Overlooking AI shadow a risky option
To put it simply, "shadow AI" refers to employees who, without management awareness, add AI tools to their work systems to make life easier. Although most of the time this pursuit of efficiency is well-intentioned, it is exposing businesses to new cybersecurity and data privacy risks.
When it comes to navigating tedious tasks or laborious processes, employees who want to increase productivity and process efficiency are usually the ones who embrace shadow AI. This could imply that AI is being asked to summarise the main ideas from meeting minutes or to comb through hundreds of PowerPoint decks in search of critical data.
Employees typically don't intentionally expose their company to risk. On the contrary. All they're doing is simplifying things so they can cross more things off their to-do list. However, given that over a million adults in the United Kingdom have already utilised generative AI at work, there is a chance that an increasing number of employees will use models that their employers have not approved for safe use, endangering data security in the process.
Major risks
Shadow AI carries two risks. First, employees may feed sensitive company information into such tools or leave sensitive company information open to be scraped while the technology continues to operate in the background. For example, when an employee uses ChatGPT or Google Bard to increase productivity or clarify information, they may be entering sensitive or confidential company information.
Sharing data isn't always an issue—companies frequently rely on third-party tools and service providers for information—but problems can arise when the tool in question and its data-handling policies haven't been assessed and approved by the business.
The second risk related to shadow AI is that, because businesses generally aren't aware that these tools are being used, they can't assess the risks or take appropriate action to minimise them. (This may also apply to employees who receive false information and subsequently use it in their work.)
This is something that occurs behind closed doors and beyond the knowledge of business leaders. In 2022, 41% of employees created, modified, or accessed technology outside of IT's purview, according to research from Gartner. By 2027, the figure is expected to increase to 75%.

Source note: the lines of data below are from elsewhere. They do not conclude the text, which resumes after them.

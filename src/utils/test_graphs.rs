use crate::geom::Vec3;
use crate::spline::graph::SplineGraph;
use crate::spline::point::SplinePoint;

/// Creates a single-lane straight road along +Z for testing purposes.
///
/// Points are spaced `spacing` meters apart; the last point has no `next`
/// link and zero arc length.
///
/// # Example
/// ```
/// // . (0) --> (1) --> (2) --> ... --> (n-1)
/// ```
pub fn straight_road(n: u32, spacing: f32) -> SplineGraph {
    let mut points = Vec::with_capacity(n as usize);
    for i in 0..n {
        let mut builder = SplinePoint::new(i)
            .with_position(Vec3::new(0.0, 0.0, i as f32 * spacing))
            .with_direction(0);
        if i + 1 < n {
            builder = builder.with_next(i + 1).with_length(spacing);
        }
        if i > 0 {
            builder = builder.with_prev(i - 1);
        }
        points.push(builder.build());
    }
    SplineGraph::from_points(points).expect("test road must be valid")
}

/// Creates two parallel lanes along +Z with lateral links for testing
/// purposes. The right (slow) lane holds ids `0..n`, the left (fast) lane
/// `n..2n`, offset 3 m toward -X.
///
/// # Example
/// ```
/// // . (n) --> (n+1) --> ... --> (2n-1)     left lane
/// // .  ^|      ^|                           left/right links
/// // . (0) --> (1)   --> ... --> (n-1)      right lane
/// ```
pub fn two_lane_road(n: u32, spacing: f32) -> SplineGraph {
    let mut points = Vec::with_capacity(2 * n as usize);
    for i in 0..n {
        let mut builder = SplinePoint::new(i)
            .with_position(Vec3::new(0.0, 0.0, i as f32 * spacing))
            .with_direction(0)
            .with_left(n + i);
        if i + 1 < n {
            builder = builder.with_next(i + 1).with_length(spacing);
        }
        if i > 0 {
            builder = builder.with_prev(i - 1);
        }
        points.push(builder.build());
    }
    for i in 0..n {
        let mut builder = SplinePoint::new(n + i)
            .with_position(Vec3::new(-3.0, 0.0, i as f32 * spacing))
            .with_direction(0)
            .with_right(i);
        if i + 1 < n {
            builder = builder.with_next(n + i + 1).with_length(spacing);
        }
        if i > 0 {
            builder = builder.with_prev(n + i - 1);
        }
        points.push(builder.build());
    }
    SplineGraph::from_points(points).expect("test road must be valid")
}

/// Creates a closed single-lane loop for testing purposes; useful for runs
/// that must never hit a dead end.
pub fn ring_road(n: u32, spacing: f32) -> SplineGraph {
    assert!(n >= 3, "a ring needs at least 3 points");
    let radius = (n as f32 * spacing) / (2.0 * std::f32::consts::PI);
    let mut points = Vec::with_capacity(n as usize);
    for i in 0..n {
        let angle = 2.0 * std::f32::consts::PI * i as f32 / n as f32;
        points.push(
            SplinePoint::new(i)
                .with_position(Vec3::new(radius * angle.cos(), 0.0, radius * angle.sin()))
                .with_length(spacing)
                .with_next((i + 1) % n)
                .with_prev((i + n - 1) % n)
                .with_direction(0)
                .build(),
        );
    }
    SplineGraph::from_points(points).expect("test ring must be valid")
}

#[cfg(test)]
mod tests {
    use super::*;

    #[test]
    fn test_straight_road_links() {
        let graph = straight_road(5, 10.0);
        assert_eq!(graph.len(), 5);
        assert_eq!(graph.get_point(0).unwrap().next_id, Some(1));
        assert_eq!(graph.get_point(4).unwrap().next_id, None);
        assert_eq!(graph.get_point(4).unwrap().length, 0.0);
        assert_eq!(graph.get_point(3).unwrap().prev_id, Some(2));
    }

    #[test]
    fn test_two_lane_road_lateral_links() {
        let graph = two_lane_road(10, 10.0);
        assert_eq!(graph.len(), 20);
        assert_eq!(graph.get_point(4).unwrap().left_id, Some(14));
        assert_eq!(graph.get_point(14).unwrap().right_id, Some(4));
        assert!(graph.is_same_direction(4, 14));
    }

    #[test]
    fn test_ring_road_closes() {
        let graph = ring_road(12, 10.0);
        assert_eq!(graph.get_point(11).unwrap().next_id, Some(0));
        assert_eq!(graph.get_point(0).unwrap().prev_id, Some(11));
        // A long walk never dead-ends on a ring.
        assert!(graph.point_ahead(0, 500.0).is_some());
    }
}
//! # Verbose Module
//!
//! Structured logging for the traffic core,
//! using the `tracing` crate with JSON output format.
//!
//! The verbosity ladder maps onto `tracing` levels; the configuration keys
//! `debug_logging` and `log_lane_changes` select how chatty the core is.
//! Event names are stable constants so downstream log pipelines can filter
//! on them.
mod verbose;

pub use self::verbose::*;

And therein lies the crux of the issue. How can organisations monitor and assess the risks of something they don't understand?
Some companies, such as Samsung, have gone so far as to ban ChatGPT from their offices after employees uploaded proprietary source code and leaked confidential company information via the public platform. Apple and JP Morgan have also restricted employee use of ChatGPT. Others are burying their heads in the sand or failing to notice the problem at all.
What should business leaders do to mitigate the risks of shadow AI while also ensuring that they and their teams can benefit from the efficiencies and insights that artificial intelligence can offer?
First, leaders should educate teams on what constitutes safe AI practise, as well as the risks associated with shadow AI, and provide clear guidance on when ChatGPT can and cannot be used safely at work.
Companies should consider offering private, in-house generative AI tools to employees who fall into the latter category. Models such as Llama 2 and Falcon AI can be downloaded and used securely to power generative AI tools. Azure Open AI provides a middle-ground option in which data remains within the company's Microsoft "tenancy."
These options avoid the risk to data and IP that comes with public large language models like ChatGPT—whose various uses of our data aren't yet known—while allowing employees to yield the results they desire.